Last reviewed 2026-05-26 · by the RetailPOS team
Restaurant POS is the most crowded category in the SaaS market and the one with the most snake oil. Toast quotes you $69/month plus a hardware lease plus locked processing; Square for Restaurants is cheaper but doesn't count the bacon; TouchBistro is built around full-service tables you don't have. The counter-service independent — burgers, sandwiches, pizza-by-the-slice, build-your-own bowls, ghost kitchens — gets squeezed in between, paying for table-service features they don't need.
This guide is for owner-operators of counter-service restaurants. It covers the workflows that decide service quality (kitchen ticket flow, 86 in one tap, modifier speed) and the ones that decide margin (recipe-driven ingredient depletion, food-cost %, tip-by-server routing). Full table service with course timing is a different category; this guide is not for that.
What this industry actually needs from a POS
Kitchen ticket flow is the daily make-or-break
Order rung at the till → ticket prints (or appears) on the line.

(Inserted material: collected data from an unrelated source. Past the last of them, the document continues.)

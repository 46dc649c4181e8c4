//! The per-thread stack of sessions in scope.
//!
//! A session is pushed while its outermost transaction is open and while an
//! [`Engine::with_session`] block runs. Each thread has its own stack, so two
//! threads never see each other's ambient transaction.

use super::{Engine, Session, Transaction};
use crate::error::{OrmError, OrmResult};
use std::cell::RefCell;

thread_local! {
    static STACK: RefCell<Vec<Session>> = const { RefCell::new(Vec::new()) };
}

pub(crate) fn push(session: &Session) {
    STACK.with(|stack| stack.borrow_mut().push(session.clone()));
}

/// Remove the innermost entry of `session_id`.
pub(crate) fn pop(session_id: u64) {
    // Dropping the removed session may close it, which touches the stack again.
    let removed = STACK.with(|stack| {
        let mut stack = stack.borrow_mut();
        stack
            .iter()
            .rposition(|s| s.id() == session_id)
            .map(|idx| stack.remove(idx))
    });
    drop(removed);
}

/// Remove every entry of `session_id`.
pub(crate) fn remove_all(session_id: u64) {
    let removed: Vec<Session> = STACK.with(|stack| {
        let mut stack = stack.borrow_mut();
        let (gone, kept): (Vec<Session>, Vec<Session>) =
            stack.drain(..).partition(|s| s.id() == session_id);
        *stack = kept;
        gone
    });
    drop(removed);
}

/// Pops its session from the stack when dropped.
pub(crate) struct ContextGuard {
    session_id: u64,
}

impl ContextGuard {
    pub(crate) fn enter(session: &Session) -> Self {
        push(session);
        Self {
            session_id: session.id(),
        }
    }
}

impl Drop for ContextGuard {
    fn drop(&mut self) {
        pop(self.session_id);
    }
}

/// The session in scope in this thread.
pub fn current_session() -> Option<Session> {
    STACK.with(|stack| stack.borrow().last().cloned())
}

/// Number of sessions in scope in this thread.
pub fn session_depth() -> usize {
    STACK.with(|stack| stack.borrow().len())
}

/// Run `f` with a usable session.
///
/// Reuses the current session if there is one. Otherwise a session of
/// `engine` is opened with virtual transactions only and closed afterwards,
/// which rolls back anything it did. Without either, fails with
/// [`OrmError::MissingSession`].
pub fn ensure_session<R>(
    engine: Option<&Engine>,
    f: impl FnOnce(&Session) -> OrmResult<R>,
) -> OrmResult<R> {
    if let Some(session) = current_session() {
        return f(&session);
    }
    let engine = engine.ok_or(OrmError::MissingSession)?;
    let session = engine.session().virtual_tx(true);
    engine.run_session(session, f)
}

/// Run `f` inside a virtual transaction of the current or a temporary session.
///
/// Meant for leaf helpers that must work both inside an explicit
/// transaction and standalone.
pub fn ensure_transaction<R>(
    engine: Option<&Engine>,
    f: impl FnOnce(&Transaction) -> OrmResult<R>,
) -> OrmResult<R> {
    ensure_session(engine, |session| session.virtual_transaction(f))
}

/// Run `f` in a transaction that commits on success.
///
/// With an engine this is [`Engine::transaction`]: it nests into the current
/// session only when that session belongs to `engine`. Without one it nests
/// into the current session, whatever its engine.
pub fn transaction<R>(
    engine: Option<&Engine>,
    f: impl FnOnce(&Transaction) -> OrmResult<R>,
) -> OrmResult<R> {
    match engine {
        Some(engine) => engine.transaction(f),
        None => current_session()
            .ok_or(OrmError::MissingSession)?
            .transaction(f),
    }
}

/// Register `f` to run after the current session's next physical commit.
///
/// Discarded if the session rolls back first.
pub fn after_commit(f: impl FnOnce() + 'static) -> OrmResult<()> {
    current_session()
        .ok_or(OrmError::MissingSession)?
        .on_commit(f)
}
use crate::error::{OrmError, OrmResult};
use crate::value::Value;
use serde::Deserialize;
use std::fmt;
use std::str::FromStr;

/// Placeholder dialect expected by a driver.
#[derive(Debug, Clone, Copy, PartialEq, Eq, Hash, Default, Deserialize)]
#[serde(rename_all = "lowercase")]
pub enum ParamStyle {
    /// `?`
    #[default]
    Qmark,
    /// `:0`, `:1`, ... (0-based)
    Numeric,
    /// `%s`
    Format,
    /// `:name`
    Named,
    /// `%(name)s`
    Pyformat,
}

impl ParamStyle {
    /// Whether parameters are collected into a name→value mapping.
    pub fn is_named(self) -> bool {
        matches!(self, ParamStyle::Named | ParamStyle::Pyformat)
    }

    pub fn as_str(self) -> &'static str {
        match self {
            ParamStyle::Qmark => "qmark",
            ParamStyle::Numeric => "numeric",
            ParamStyle::Format => "format",
            ParamStyle::Named => "named",
            ParamStyle::Pyformat => "pyformat",
        }
    }

    /// Format the placeholder for a parameter at `index` named `name`.
    pub fn placeholder(self, index: usize, name: &str) -> String {
        match self {
            ParamStyle::Qmark => "?".to_string(),
            ParamStyle::Format => "%s".to_string(),
            ParamStyle::Numeric => format!(":{index}"),
            ParamStyle::Named => format!(":{name}"),
            ParamStyle::Pyformat => format!("%({name})s"),
        }
    }
}

impl fmt::Display for ParamStyle {
    fn fmt(&self, f: &mut fmt::Formatter<'_>) -> fmt::Result {
        f.write_str(self.as_str())
    }
}

impl FromStr for ParamStyle {
    type Err = OrmError;

    fn from_str(s: &str) -> Result<Self, Self::Err> {
        match s.trim().to_ascii_lowercase().as_str() {
            "qmark" => Ok(ParamStyle::Qmark),
            "numeric" => Ok(ParamStyle::Numeric),
            "format" => Ok(ParamStyle::Format),
            "named" => Ok(ParamStyle::Named),
            "pyformat" => Ok(ParamStyle::Pyformat),
            other => Err(OrmError::Config(format!("unknown paramstyle '{other}'"))),
        }
    }
}

/// Statement parameters in either container shape.
#[derive(Debug, Clone, PartialEq)]
pub enum Params {
    Positional(Vec<Value>),
    Named(Vec<(String, Value)>),
}

impl Default for Params {
    fn default() -> Self {
        Params::Positional(Vec::new())
    }
}

impl Params {
    pub fn len(&self) -> usize {
        match self {
            Params::Positional(v) => v.len(),
            Params::Named(v) => v.len(),
        }
    }

    pub fn is_empty(&self) -> bool {
        self.len() == 0
    }

    pub fn is_named(&self) -> bool {
        matches!(self, Params::Named(_))
    }

    /// Values in container order.
    pub fn values(&self) -> Vec<&Value> {
        match self {
            Params::Positional(v) => v.iter().collect(),
            Params::Named(v) => v.iter().map(|(_, v)| v).collect(),
        }
    }

    /// Look up a named parameter.
    pub fn get(&self, name: &str) -> Option<&Value> {
        match self {
            Params::Positional(_) => None,
            Params::Named(v) => v.iter().find(|(k, _)| k == name).map(|(_, v)| v),
        }
    }
}

impl From<Vec<Value>> for Params {
    fn from(v: Vec<Value>) -> Self {
        Params::Positional(v)
    }
}

impl From<Vec<(String, Value)>> for Params {
    fn from(v: Vec<(String, Value)>) -> Self {
        Params::Named(v)
    }
}

impl fmt::Display for Params {
    fn fmt(&self, f: &mut fmt::Formatter<'_>) -> fmt::Result {
        fn write_value(f: &mut fmt::Formatter<'_>, v: &Value) -> fmt::Result {
            match v {
                Value::Text(s) => write!(f, "'{s}'"),
                other => write!(f, "{other}"),
            }
        }
        match self {
            Params::Positional(values) => {
                f.write_str("[")?;
                for (i, v) in values.iter().enumerate() {
                    if i > 0 {
                        f.write_str(", ")?;
                    }
                    write_value(f, v)?;
                }
                f.write_str("]")
            }
            Params::Named(values) => {
                f.write_str("{")?;
                for (i, (k, v)) in values.iter().enumerate() {
                    if i > 0 {
                        f.write_str(", ")?;
                    }
                    write!(f, "{k}: ")?;
                    write_value(f, v)?;
                }
                f.write_str("}")
            }
        }
    }
}

/// Build [`Params`] inline.
///
/// ```ignore
/// let positional = params![1, "ann"];
/// let named = params! { id = 1, name = "ann" };
/// ```
#[macro_export]
macro_rules! params {
    () => {
        $crate::Params::Positional(::std::vec::Vec::new())
    };
    ($($name:ident = $value:expr),+ $(,)?) => {
        $crate::Params::Named(::std::vec![
            $((::std::string::String::from(stringify!($name)), $crate::Value::from($value))),+
        ])
    };
    ($($value:expr),+ $(,)?) => {
        $crate::Params::Positional(::std::vec![$($crate::Value::from($value)),+])
    };
}

/// Collects parameter values while a statement renders.
///
/// Every parameter receives a unique name, even in positional styles, so
/// values can be read back by name or by position.
#[derive(Debug, Clone)]
pub struct ParameterCollector {
    style: ParamStyle,
    names: Vec<String>,
    values: Vec<Value>,
}

impl ParameterCollector {
    pub fn new(style: ParamStyle) -> Self {
        Self {
            style,
            names: Vec::new(),
            values: Vec::new(),
        }
    }

    /// Pre-seed the collector with caller-supplied parameters.
    ///
    /// Named styles require a mapping; positional styles accept either shape.
    pub fn with_params(style: ParamStyle, params: Params) -> OrmResult<Self> {
        let mut collector = Self::new(style);
        match params {
            Params::Positional(values) => {
                if style.is_named() && !values.is_empty() {
                    return Err(OrmError::parameter(format!(
                        "paramstyle is {style}, a mapping must be provided as params"
                    )));
                }
                for (i, value) in values.into_iter().enumerate() {
                    collector.names.push(format!("param_{}", i + 1));
                    collector.values.push(value);
                }
            }
            Params::Named(entries) => {
                for (name, value) in entries {
                    if collector.contains(&name) {
                        return Err(OrmError::parameter(format!(
                            "duplicate parameter '{name}'"
                        )));
                    }
                    collector.names.push(name);
                    collector.values.push(value);
                }
            }
        }
        Ok(collector)
    }

    pub fn style(&self) -> ParamStyle {
        self.style
    }

    pub fn contains(&self, name: &str) -> bool {
        self.names.iter().any(|n| n == name)
    }

    fn unique_name(&self, name: Option<&str>) -> String {
        match name {
            Some(name) if !name.is_empty() && !self.contains(name) => name.to_string(),
            Some(name) if !name.is_empty() => {
                let mut i = 2;
                while self.contains(&format!("{name}_{i}")) {
                    i += 1;
                }
                format!("{name}_{i}")
            }
            _ => {
                let mut i = 1;
                while self.contains(&format!("param_{i}")) {
                    i += 1;
                }
                format!("param_{i}")
            }
        }
    }

    /// Add a parameter and return its placeholder text.
    pub fn add(&mut self, value: impl Into<Value>, name: Option<&str>) -> String {
        let name = self.unique_name(name);
        let placeholder = self.style.placeholder(self.values.len(), &name);
        self.names.push(name);
        self.values.push(value.into());
        placeholder
    }

    /// Placeholder text referencing an already-collected parameter.
    pub fn placeholder_for(&self, name: &str) -> OrmResult<String> {
        let index = self
            .names
            .iter()
            .position(|n| n == name)
            .ok_or_else(|| OrmError::parameter(format!("Missing parameter '{name}'")))?;
        Ok(self.style.placeholder(index, name))
    }

    /// Value of the named parameter.
    pub fn get(&self, name: &str) -> OrmResult<&Value> {
        self.names
            .iter()
            .position(|n| n == name)
            .and_then(|idx| self.values.get(idx))
            .ok_or_else(|| OrmError::parameter(format!("Missing parameter '{name}'")))
    }

    /// Value of the parameter at `idx`.
    pub fn index(&self, idx: usize) -> OrmResult<&Value> {
        self.values.get(idx).ok_or_else(|| {
            OrmError::parameter(format!(
                "parameter index {idx} out of bounds ({} collected)",
                self.values.len()
            ))
        })
    }

    pub fn names(&self) -> &[String] {
        &self.names
    }

    pub fn len(&self) -> usize {
        self.values.len()
    }

    pub fn is_empty(&self) -> bool {
        self.values.is_empty()
    }

    /// Finish collection, producing the container shape of the paramstyle.
    pub fn into_params(self) -> Params {
        if self.style.is_named() {
            Params::Named(self.names.into_iter().zip(self.values).collect())
        } else {
            Params::Positional(self.values)
        }
    }
}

Cook bumps when ready → cashier sees ready, calls customer name. Sounds simple; cheap POS gets the timing wrong, the ordering wrong, the bump-status wrong. Test this in the demo with 5 simultaneous orders.
86 in one tap
You ran out of bacon at 8pm. One tap on any tablet marks bacon out-of-stock; every till greys out every bacon-containing item within seconds. The alternative is yelling across the kitchen all night. This is table stakes; some POS systems still don't do it cleanly.
Recipe depletion is real margin protection
Every burger = 1 bun + 1 patty + 2 lettuce + 2 tomato + 1 box. Selling decrements all six. Without recipes, your food cost is the supplier invoice minus what's on the shelf, and the gap is unexplained margin you can't chase.
Modifier groups need real depth
A build-your-own bowl has 10+ choices across 4-5 modifier groups (base × protein × toppings × sauce × add-ons). The cashier flow has to handle this fluidly. Demo a real menu, not the salesperson's scripted demo.
Tips by server matter for payroll
Pooled vs per-server is a real policy decision. Whichever you pick, the POS has to track it correctly. The end-of-day report shows tips by server + by tender (cash vs card) so payroll declares the right amount.
Time-of-day menus are a daily reality
Breakfast 7-11, lunch 11-4, dinner 5-close. Items appear and disappear automatically. Some POS systems require manual menu swap; the good ones flip on a schedule.
Food cost % is the manager's morning number
What every plate cost in ingredients today, compared to what it sold for. Manager checks it at open; an unusual spike points to portion creep, supplier price change, or theft. The POS that surfaces this live (not on a weekly report) is the one worth paying for.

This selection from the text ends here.